**Work task**
Sort through the entries below and pull out lines containing the word "mock".
[Opening Data in this exercise section]
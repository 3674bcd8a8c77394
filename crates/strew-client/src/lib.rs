//! Strew Client - cluster API access for the strew scheduler
//!
//! This crate provides:
//! - The `ClusterClient` trait the scheduling loop is written against
//! - An HTTP implementation speaking Kubernetes-style REST and watch streams
//! - An in-memory mock for tests

pub mod error;
pub mod http;
pub mod mock;
pub mod traits;
pub mod watch;

// Re-export primary types
pub use error::{ClientError, Result};
pub use http::HttpClusterClient;
pub use mock::MockClusterClient;
pub use traits::{ClusterClient, PodEventStream};
//! CSV export of the activity log.

use std::io::Write;
use std::path::Path;

use thiserror::Error;

use crate::activities::Activity;

/// Header row of the export.
pub const CSV_HEADER: &str = "Date,Type,Category,Duration,Calories";

/// Suggested file name for the save dialog.
pub const DEFAULT_EXPORT_FILE_NAME: &str = "fitness_export.csv";

/// Export errors.
#[derive(Debug, Error)]
pub enum ExportError {
    /// Nothing has been logged
    #[error("No data to export.")]
    NoData,

    /// Failed to create the export file
    #[error("Failed to create file: {0}")]
    FileCreationFailed(String),

    /// Failed to write export data
    #[error("Failed to write data: {0}")]
    WriteFailed(String),
}

/// Render activities as CSV, one row per activity in log order.
pub fn export_csv(activities: &[Activity]) -> Result<String, ExportError> {
    if activities.is_empty() {
        return Err(ExportError::NoData);
    }

    let mut output = Vec::new();

    writeln!(output, "{}", CSV_HEADER).map_err(|e| ExportError::WriteFailed(e.to_string()))?;

    for activity in activities {
        writeln!(
            output,
            "{},{},{},{},{:.1}",
            activity.date.format("%Y-%m-%d"),
            csv_field(activity.activity_type.display_name()),
            csv_field(activity.category.display_name()),
            activity.duration_min,
            activity.calories,
        )
        .map_err(|e| ExportError::WriteFailed(e.to_string()))?;
    }

    String::from_utf8(output).map_err(|e| ExportError::WriteFailed(e.to_string()))
}

/// Export activities to CSV and write them to `path`.
///
/// Returns the number of data rows written.
pub fn export_csv_to_file(activities: &[Activity], path: &Path) -> Result<usize, ExportError> {
    let content = export_csv(activities)?;

    let mut file = std::fs::File::create(path)
        .map_err(|e| ExportError::FileCreationFailed(format!("{}: {}", path.display(), e)))?;
    file.write_all(content.as_bytes())
        .map_err(|e| ExportError::WriteFailed(e.to_string()))?;

    tracing::info!("Exported {} activities to {}", activities.len(), path.display());
    Ok(activities.len())
}

/// Quote a field if it contains a delimiter, quote or line break.
pub fn csv_field(value: &str) -> String {
    if value.contains([',', '"', '\n', '\r']) {
        format!("\"{}\"", value.replace('"', "\"\""))
    } else {
        value.to_string()
    }
}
[Closing Data in this exercise section]
**Written solution**
//! - An in-memory mock for tests
pub mod mock;
pub use mock::MockClusterClient;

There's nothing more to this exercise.